> [Supplied records]

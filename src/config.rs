//! Runtime configuration for a `kiq` node.

use serde::{Deserialize, Serialize};
use std::time::Duration;

/// Redis connection configuration.
#[derive(Debug, Clone, Serialize, Deserialize)]
pub struct RedisConfig {
    /// Redis URL, e.g. `redis://localhost:6379`.
    #[serde(default = "default_redis_url")]
    pub url: String,

    /// Connection pool size.
    #[serde(default = "default_pool_size")]
    pub pool_size: usize,

    /// Connection timeout in seconds.
    #[serde(default = "default_connect_timeout")]
    pub connect_timeout_secs: u64,
}

impl Default for RedisConfig {
    fn default() -> Self {
        Self {
            url: default_redis_url(),
            pool_size: default_pool_size(),
            connect_timeout_secs: default_connect_timeout(),
        }
    }
}

fn default_redis_url() -> String {
    "redis://127.0.0.1:6379".to_string()
}

fn default_pool_size() -> usize {
    10
}

fn default_connect_timeout() -> u64 {
    5
}

impl RedisConfig {
    pub fn connect_timeout(&self) -> Duration {
        Duration::from_secs(self.connect_timeout_secs)
    }
}

/// A queue name and its worker concurrency cap.
#[derive(Debug, Clone, Serialize, Deserialize)]
pub struct QueueConfig {
    pub name: String,
    pub concurrency: usize,
}

impl QueueConfig {
    pub fn new(name: impl Into<String>, concurrency: usize) -> Self {
        Self {
            name: name.into(),
            concurrency,
        }
    }
}

fn default_queues() -> Vec<QueueConfig> {
    vec![QueueConfig::new("default", 10)]
}

fn default_scheduler_sets() -> Vec<String> {
    vec!["schedule".to_string(), "retry".to_string()]
}

fn default_scheduler_poll_interval_secs() -> f64 {
    1.0
}

fn default_shutdown_grace_secs() -> u64 {
    30
}

fn default_node_id() -> String {
    let host = hostname();
    let pid = std::process::id();
    let suffix = hex::encode(rand::random::<[u8; 4]>());
    format!("{}:{}:{}", host, pid, suffix)
}

fn hostname() -> String {
    std::env::var("HOSTNAME")
        .ok()
        .filter(|h| !h.is_empty())
        .unwrap_or_else(|| "localhost".to_string())
}

fn default_true() -> bool {
    true
}

/// The configuration a host provides at Supervisor construction time
/// (§6 "Configuration"). Loadable from env/files via `config`/`dotenvy`
/// when running the `kiq-worker` binary; embedding hosts may also build
/// this directly.
#[derive(Debug, Clone, Serialize, Deserialize)]
pub struct KiqConfig {
    #[serde(default)]
    pub redis: RedisConfig,

    /// Queues this node processes, each with its own concurrency cap.
    #[serde(default = "default_queues")]
    pub queues: Vec<QueueConfig>,

    /// Sorted-set names polled by the schedulers.
    #[serde(default = "default_scheduler_sets")]
    pub scheduler_sets: Vec<String>,

    /// Base scheduler tick interval in seconds (jittered ±50% at runtime).
    #[serde(default = "default_scheduler_poll_interval_secs")]
    pub scheduler_poll_interval_secs: f64,

    /// Grace period for in-flight jobs to finish during shutdown.
    #[serde(default = "default_shutdown_grace_secs")]
    pub shutdown_grace_secs: u64,

    /// Identifies this node's backup lists (`queue:<name>:<node_id>`).
    #[serde(default = "default_node_id")]
    pub node_id: String,

    /// When false, only the Embedding API is available: no pipelines,
    /// reporter chain, or schedulers are started.
    #[serde(default = "default_true")]
    pub server: bool,
}

impl Default for KiqConfig {
    fn default() -> Self {
        Self {
            redis: RedisConfig::default(),
            queues: default_queues(),
            scheduler_sets: default_scheduler_sets(),
            scheduler_poll_interval_secs: default_scheduler_poll_interval_secs(),
            shutdown_grace_secs: default_shutdown_grace_secs(),
            node_id: default_node_id(),
            server: true,
        }
    }
}

impl KiqConfig {
    pub fn shutdown_grace(&self) -> Duration {
        Duration::from_secs(self.shutdown_grace_secs)
    }
}

#[cfg(test)]
mod tests {
    use super::*;

    #[test]
    fn default_config_has_one_default_queue() {
        let config = KiqConfig::default();
        assert_eq!(config.queues.len(), 1);
        assert_eq!(config.queues[0].name, "default");
        assert_eq!(config.scheduler_sets, vec!["schedule", "retry"]);
        assert!(config.server);
    }

    #[test]
    fn node_ids_are_not_trivially_repeated() {
        assert_ne!(default_node_id(), default_node_id());
    }
}
use std::time::Instant;

use crate::matrix::DistanceMatrix;

/// Result of the greedy path construction.
#[derive(Clone, Debug, PartialEq, Eq)]
pub struct Construction {
    pub order: Vec<usize>,
    /// `false` when the deadline cut the greedy extension short and the
    /// remaining nodes were appended in index order.
    pub complete: bool,
}

/// Cheapest-arc path construction from `depot`.
///
/// The path is extended with the unvisited node closest to its current end,
/// lowest index first on ties. O(n^2).
pub fn cheapest_arc_path(
    matrix: &DistanceMatrix,
    depot: usize,
    deadline: Option<Instant>,
) -> Construction {
    let n = matrix.len();
    if n == 0 {
        return Construction {
            order: Vec::new(),
            complete: true,
        };
    }

    let mut visited = vec![false; n];
    let mut order = Vec::with_capacity(n);
    visited[depot] = true;
    order.push(depot);

    let mut end = depot;
    while order.len() < n {
        if deadline.is_some_and(|d| Instant::now() >= d) {
            let placed = order.len();
            order.extend((0..n).filter(|&node| !visited[node]));
            log::warn!(
                "construct: deadline hit n={n} placed={placed}, appending the rest in index order"
            );
            return Construction {
                order,
                complete: false,
            };
        }

        let mut best: Option<(i64, usize)> = None;
        for node in 0..n {
            if visited[node] {
                continue;
            }
            let cost = matrix.cost(end, node);
            // strict `<` keeps the lowest index on ties
            if best.is_none_or(|(best_cost, _)| cost < best_cost) {
                best = Some((cost, node));
            }
        }

        let Some((_, next)) = best else {
            break;
        };
        visited[next] = true;
        order.push(next);
        end = next;
    }

    Construction {
        order,
        complete: true,
    }
}

#[cfg(test)]
mod tests {
    use std::time::{Duration, Instant};

    use super::cheapest_arc_path;
    use crate::{matrix::DistanceMatrix, node::Point};

    fn matrix(coords: &[(f64, f64)]) -> DistanceMatrix {
        let points: Vec<Point> = coords.iter().copied().map(Point::from).collect();
        DistanceMatrix::from_points(&points)
    }

    #[test]
    fn follows_nearest_unvisited_node() {
        let m = matrix(&[(0.0, 0.0), (5.0, 0.0), (1.0, 0.0), (3.0, 0.0)]);
        let c = cheapest_arc_path(&m, 0, None);
        assert_eq!(c.order, vec![0, 2, 3, 1]);
        assert!(c.complete);
    }

    #[test]
    fn ties_go_to_lowest_index() {
        // (10,0) and (0,10) are both 100 away from the depot
        let m = matrix(&[(0.0, 0.0), (10.0, 0.0), (10.0, 10.0), (0.0, 10.0)]);
        let c = cheapest_arc_path(&m, 0, None);
        assert_eq!(c.order, vec![0, 1, 2, 3]);
    }

    #[test]
    fn trivial_inputs() {
        assert!(cheapest_arc_path(&matrix(&[]), 0, None).order.is_empty());
        assert_eq!(
            cheapest_arc_path(&matrix(&[(4.0, 2.0)]), 0, None).order,
            vec![0]
        );
    }

    #[test]
    fn elapsed_deadline_still_yields_a_permutation() {
        let m = matrix(&[(0.0, 0.0), (9.0, 0.0), (1.0, 0.0), (5.0, 0.0), (2.0, 0.0)]);
        let past = Instant::now()
            .checked_sub(Duration::from_millis(1))
            .unwrap_or_else(Instant::now);
        let c = cheapest_arc_path(&m, 0, Some(past));
        assert!(!c.complete);
        assert_eq!(c.order, vec![0, 1, 2, 3, 4]);
    }

    #[test]
    fn output_is_a_permutation_starting_at_depot() {
        let coords: Vec<(f64, f64)> = (0..40)
            .map(|i| (((i * 37) % 101) as f64, ((i * 53) % 89) as f64))
            .collect();
        let c = cheapest_arc_path(&matrix(&coords), 0, None);
        assert_eq!(c.order[0], 0);
        let mut sorted = c.order.clone();
        sorted.sort_unstable();
        assert_eq!(sorted, (0..40).collect::<Vec<_>>());
    }
}
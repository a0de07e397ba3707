use crate::matrix::DistanceMatrix;

/// Dense per-directed-edge penalty counts for guided local search.
///
/// Row-major like [`DistanceMatrix`]. The cost model is symmetric, so
/// [`PenaltyMatrix::bump`] raises both directions of an edge together.
#[derive(Clone, Debug, Default, PartialEq, Eq)]
pub(crate) struct PenaltyMatrix {
    n: usize,
    counts: Vec<u32>,
}

impl PenaltyMatrix {
    pub(crate) fn new(n: usize) -> Self {
        Self {
            n,
            counts: vec![0; n * n],
        }
    }

    #[inline]
    pub(crate) fn get(&self, from: usize, to: usize) -> u32 {
        self.counts[from * self.n + to]
    }

    pub(crate) fn bump(&mut self, a: usize, b: usize) {
        let n = self.n;
        let ab = &mut self.counts[a * n + b];
        *ab = ab.saturating_add(1);
        let ba = &mut self.counts[b * n + a];
        *ba = ba.saturating_add(1);
    }

    pub(crate) fn total(&self) -> u64 {
        self.counts.iter().map(|&c| u64::from(c)).sum::<u64>() / 2
    }

    /// Penalizes the edges of the closed tour `order` whose utility
    /// `cost / (1 + penalty)` is maximal. Returns how many edges were bumped.
    pub(crate) fn penalize_max_utility(&mut self, matrix: &DistanceMatrix, order: &[usize]) -> usize {
        let n = order.len();
        if n < 2 {
            return 0;
        }

        let edges: Vec<(usize, usize)> = (0..n).map(|i| (order[i], order[(i + 1) % n])).collect();

        // utility as a fraction (cost, 1 + penalty), compared by cross-multiplying
        let mut best: Option<(i128, i128)> = None;
        for &(a, b) in &edges {
            let u = (
                i128::from(matrix.cost(a, b)),
                1 + i128::from(self.get(a, b)),
            );
            if best.is_none_or(|(num, den)| u.0 * den > num * u.1) {
                best = Some(u);
            }
        }
        let Some((num, den)) = best else {
            return 0;
        };

        let mut bumped = 0;
        for (a, b) in edges {
            let (c, p) = (
                i128::from(matrix.cost(a, b)),
                1 + i128::from(self.get(a, b)),
            );
            if c * den == num * p {
                self.bump(a, b);
                bumped += 1;
            }
        }
        bumped
    }
}

#[cfg(test)]
mod tests {
    use super::PenaltyMatrix;
    use crate::{matrix::DistanceMatrix, node::Point};

    #[test]
    fn bump_is_symmetric_and_saturating() {
        let mut p = PenaltyMatrix::new(3);
        p.bump(0, 2);
        assert_eq!(p.get(0, 2), 1);
        assert_eq!(p.get(2, 0), 1);
        assert_eq!(p.get(0, 1), 0);
        assert_eq!(p.total(), 1);

        p.counts[1] = u32::MAX;
        p.bump(0, 1);
        assert_eq!(p.get(0, 1), u32::MAX);
    }

    #[test]
    fn penalizes_longest_edge_first_then_spreads() {
        // line 0 - 1 - 2 with the return arc 2 -> 0 the longest edge
        let points = [
            Point::new(0.0, 0.0),
            Point::new(1.0, 0.0),
            Point::new(3.0, 0.0),
        ];
        let m = DistanceMatrix::from_points(&points);
        let mut p = PenaltyMatrix::new(3);

        assert_eq!(p.penalize_max_utility(&m, &[0, 1, 2]), 1);
        assert_eq!(p.get(2, 0), 1);

        // utilities are now 10/1, 20/1, 30/2, so 1 -> 2 is next
        assert_eq!(p.penalize_max_utility(&m, &[0, 1, 2]), 1);
        assert_eq!(p.get(1, 2), 1);
    }

    #[test]
    fn ties_bump_every_maximal_edge() {
        let points = [
            Point::new(0.0, 0.0),
            Point::new(10.0, 0.0),
            Point::new(10.0, 10.0),
            Point::new(0.0, 10.0),
        ];
        let m = DistanceMatrix::from_points(&points);
        let mut p = PenaltyMatrix::new(4);
        assert_eq!(p.penalize_max_utility(&m, &[0, 1, 2, 3]), 4);
        assert_eq!(p.total(), 4);
    }
}
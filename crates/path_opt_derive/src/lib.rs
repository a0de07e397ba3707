//! Proc macros shared by the path-opt crates.
//!
//! The generated code refers to `crate::Error` and `crate::Result`, so the
//! deriving crate must export an error type with an `invalid_input` constructor.

mod cli_options;
mod cli_value;
mod kv_display;
mod new;
mod timer;
mod utils;

use proc_macro::TokenStream;

/// Logs the wall time of the annotated function at debug level.
/// `#[timer("label")]` sets the log label, `#[timer()]` uses the function name.
#[proc_macro_attribute]
pub fn timer(attr: TokenStream, item: TokenStream) -> TokenStream {
    timer::timer_inner(attr, item)
}

#[proc_macro_derive(CliValue, attributes(cli_value, cli))]
pub fn derive_cli_value(item: TokenStream) -> TokenStream {
    cli_value::derive_cli_value_inner(item)
}

#[proc_macro_derive(CliOptions, attributes(cli))]
pub fn derive_cli_options(item: TokenStream) -> TokenStream {
    cli_options::derive_cli_options_inner(item)
}

#[proc_macro_derive(KvDisplay, attributes(kv))]
pub fn derive_kv_display(item: TokenStream) -> TokenStream {
    kv_display::derive_kv_display_inner(item)
}

#[proc_macro_derive(New, attributes(new))]
pub fn derive_new(input: TokenStream) -> TokenStream {
    new::derive_new_inner(input)
}
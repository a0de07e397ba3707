use proc_macro::TokenStream;
use proc_macro2::Span;
use quote::quote;
use syn::{Data, DeriveInput, Fields, LitStr, Path, parse_macro_input, spanned::Spanned};

use crate::utils;

pub fn derive_cli_options_inner(item: TokenStream) -> TokenStream {
    let input = parse_macro_input!(item as DeriveInput);
    let struct_ident = input.ident.clone();

    let Data::Struct(data_struct) = &input.data else {
        return syn::Error::new(input.span(), "CliOptions can only be derived for structs")
            .to_compile_error()
            .into();
    };

    let Fields::Named(fields) = &data_struct.fields else {
        return syn::Error::new(input.span(), "CliOptions requires named fields")
            .to_compile_error()
            .into();
    };

    let mut arms = Vec::new();
    let mut flag_names = Vec::new();

    for field in &fields.named {
        let Some(field_ident) = &field.ident else {
            continue;
        };

        let mut long_name: Option<String> = None;
        let mut parse_with: Option<Path> = None;
        let mut is_flag = false;

        for attr in &field.attrs {
            if !attr.path().is_ident("cli") {
                continue;
            }
            let parse_result = attr.parse_nested_meta(|meta| {
                if meta.path.is_ident("long") {
                    let lit: LitStr = meta.value()?.parse()?;
                    long_name = Some(lit.value());
                    return Ok(());
                }
                if meta.path.is_ident("parse_with") {
                    let lit: LitStr = meta.value()?.parse()?;
                    parse_with = Some(syn::parse_str(&lit.value())?);
                    return Ok(());
                }
                if meta.path.is_ident("flag") {
                    is_flag = true;
                    return Ok(());
                }
                Err(meta.error("unsupported cli attribute; expected long/parse_with/flag"))
            });
            if let Err(err) = parse_result {
                return err.to_compile_error().into();
            }
        }

        let Some(long_name) = long_name else {
            continue;
        };

        if is_flag {
            if parse_with.is_some() {
                return syn::Error::new(field.span(), "cli flags cannot use parse_with")
                    .to_compile_error()
                    .into();
            }
            let negated = format!("no-{long_name}");
            let long_name_lit = LitStr::new(&long_name, Span::call_site());
            let negated_lit = LitStr::new(&negated, Span::call_site());
            let bool_expr = utils::build_cli_bool_expr();

            arms.push(quote! {
                #long_name_lit => {
                    self.#field_ident = match value {
                        Some(raw) => #bool_expr,
                        None => true,
                    };
                    Ok(true)
                }
            });
            arms.push(quote! {
                #negated_lit => {
                    if value.is_some() {
                        return Err(crate::Error::invalid_input(format!(
                            "Flag --{name} does not take a value"
                        )));
                    }
                    self.#field_ident = false;
                    Ok(true)
                }
            });
            flag_names.push(long_name_lit);
            flag_names.push(negated_lit);
            continue;
        }

        let long_name_lit = LitStr::new(&long_name, Span::call_site());
        let parse_expr = utils::build_cli_parse_expr(&field.ty, parse_with.as_ref());

        arms.push(quote! {
            #long_name_lit => {
                let raw = value.ok_or_else(|| {
                    crate::Error::invalid_input(format!("Missing value for --{name}"))
                })?;
                self.#field_ident = #parse_expr;
                Ok(true)
            }
        });
    }

    let expanded = quote! {
        impl #struct_ident {
            const CLI_FLAGS: &'static [&'static str] = &[#(#flag_names),*];

            fn split_arg(
                raw_name: &str,
                args: &mut std::iter::Peekable<impl Iterator<Item = String>>,
            ) -> (String, Option<String>) {
                if let Some((k, v)) = raw_name.split_once('=') {
                    return (k.to_string(), Some(v.to_string()));
                }

                // Flags only take a value through `--flag=value`.
                if Self::CLI_FLAGS.contains(&raw_name) {
                    return (raw_name.to_string(), None);
                }

                let value = match args.peek() {
                    Some(next) if !next.starts_with("--") => args.next(),
                    _ => None,
                };

                (raw_name.to_string(), value)
            }

            fn apply_cli_option(
                &mut self,
                name: &str,
                value: Option<String>,
            ) -> crate::Result<bool> {
                match name {
                    #(#arms,)*
                    _ => Ok(false),
                }
            }
        }
    };

    TokenStream::from(expanded)
}
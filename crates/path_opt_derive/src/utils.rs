use quote::quote;
use syn::{AngleBracketedGenericArguments, GenericArgument, Path, PathArguments, Type, TypePath};

pub fn inner_of_option(ty: &Type) -> Option<&Type> {
    if let Type::Path(TypePath { path, .. }) = ty {
        let is_supported_option_path = match path.segments.len() {
            1 => path.segments[0].ident == "Option",
            3 => {
                (path.segments[0].ident == "std" || path.segments[0].ident == "core")
                    && path.segments[1].ident == "option"
                    && path.segments[2].ident == "Option"
            }
            _ => false,
        };
        if !is_supported_option_path {
            return None;
        }

        if let Some(seg) = path.segments.last()
            && let PathArguments::AngleBracketed(AngleBracketedGenericArguments { args, .. }) =
                &seg.arguments
            && let Some(GenericArgument::Type(t)) = args.first()
        {
            return Some(t);
        }
    }
    None
}

pub fn build_cli_parse_expr(ty: &Type, parse_with: Option<&Path>) -> proc_macro2::TokenStream {
    if let Some(parse_with) = parse_with {
        quote! { #parse_with(&raw)? }
    } else {
        quote! {
            raw.parse::<#ty>()
                .map_err(|e| crate::Error::invalid_input(format!(
                    "Invalid value for --{name}: {raw} ({e})"
                )))?
        }
    }
}

/// Expression that turns `raw: String` into a `bool` for `--flag=<bool>`.
pub fn build_cli_bool_expr() -> proc_macro2::TokenStream {
    quote! {
        match raw.as_str() {
            "1" | "true" | "TRUE" | "True" | "yes" | "YES" | "on" | "ON" => true,
            "0" | "false" | "FALSE" | "False" | "no" | "NO" | "off" | "OFF" => false,
            _ => {
                return Err(crate::Error::invalid_input(format!(
                    "Invalid boolean for --{name}: {raw} (expected true/false)"
                )));
            }
        }
    }
}

pub fn to_kebab_case(s: &str) -> String {
    let mut out = String::with_capacity(s.len());
    for (idx, ch) in s.chars().enumerate() {
        if ch.is_ascii_uppercase() {
            if idx != 0 {
                out.push('-');
            }
            out.push(ch.to_ascii_lowercase());
        } else {
            out.push(ch);
        }
    }
    out
}

#[cfg(test)]
mod tests {
    use syn::parse_quote;

    use super::{build_cli_bool_expr, build_cli_parse_expr, inner_of_option, to_kebab_case};

    #[test]
    fn inner_of_option_supports_short_std_and_core_paths() {
        let short_ty: syn::Type = parse_quote!(Option<String>);
        let std_ty: syn::Type = parse_quote!(std::option::Option<u8>);
        let core_ty: syn::Type = parse_quote!(core::option::Option<bool>);
        let non_opt: syn::Type = parse_quote!(Vec<String>);

        let short_inner = inner_of_option(&short_ty).expect("expected Option inner type");
        let std_inner = inner_of_option(&std_ty).expect("expected std Option inner type");
        let core_inner = inner_of_option(&core_ty).expect("expected core Option inner type");

        assert_eq!(quote::quote!(#short_inner).to_string(), "String");
        assert_eq!(quote::quote!(#std_inner).to_string(), "u8");
        assert_eq!(quote::quote!(#core_inner).to_string(), "bool");
        assert!(inner_of_option(&non_opt).is_none());
    }

    #[test]
    fn parse_expr_prefers_custom_parser() {
        let ty: syn::Type = parse_quote!(Neighborhood);
        let path: syn::Path = parse_quote!(Neighborhood::parse);
        let expr = build_cli_parse_expr(&ty, Some(&path)).to_string();
        assert!(expr.contains("Neighborhood :: parse"));
        assert!(!expr.contains("raw . parse"));
    }

    #[test]
    fn parse_expr_falls_back_to_from_str() {
        let ty: syn::Type = parse_quote!(f64);
        let expr = build_cli_parse_expr(&ty, None).to_string();
        assert!(expr.contains("parse :: < f64 >"));
    }

    #[test]
    fn bool_expr_rejects_unknown_values_with_flag_name() {
        let expr = build_cli_bool_expr().to_string();
        assert!(expr.contains("Invalid boolean for --{name}"));
    }

    #[test]
    fn to_kebab_case_inserts_dashes_before_ascii_uppercase() {
        assert_eq!(to_kebab_case("TwoOptRelocate"), "two-opt-relocate");
        assert_eq!(to_kebab_case("already-kebab"), "already-kebab");
        assert_eq!(to_kebab_case("X"), "x");
    }
}
use std::time::Instant;

use log::info;

use path_opt_core::{Result, SolverInput, SolverOptions, logging, solve_groups, write_reports};

fn main() -> Result<()> {
    let now = Instant::now();
    let options = SolverOptions::from_args()?;
    logging::init_logger(&options)?;
    let input = SolverInput::from_options(&options)?;

    info!("input: {input}");
    info!("options: {options}");

    let reports = solve_groups(&input.groups, &options)?;
    write_reports(&reports, &options)?;

    info!(
        "output: groups={} solved={} time={:.2}s",
        reports.len(),
        reports.iter().filter(|r| r.is_solved()).count(),
        now.elapsed().as_secs_f32()
    );

    Ok(())
}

> [What needs to be done] Return only the exact lines from the opening of the records through the line that contains "fn default_redis_url() ->", both included.

> [Result]
filename src/config.rs
//! Runtime configuration for a `kiq` node.

use serde::{Deserialize, Serialize};
use std::time::Duration;

/// Redis connection configuration.
#[derive(Debug, Clone, Serialize, Deserialize)]
pub struct RedisConfig {
    /// Redis URL, e.g. `redis://localhost:6379`.
    #[serde(default = "default_redis_url")]
    pub url: String,

    /// Connection pool size.
    #[serde(default = "default_pool_size")]
    pub pool_size: usize,

    /// Connection timeout in seconds.
    #[serde(default = "default_connect_timeout")]
    pub connect_timeout_secs: u64,
}

impl Default for RedisConfig {
    fn default() -> Self {
        Self {
            url: default_redis_url(),
            pool_size: default_pool_size(),
            connect_timeout_secs: default_connect_timeout(),
        }
    }
}

fn default_redis_url() -> String {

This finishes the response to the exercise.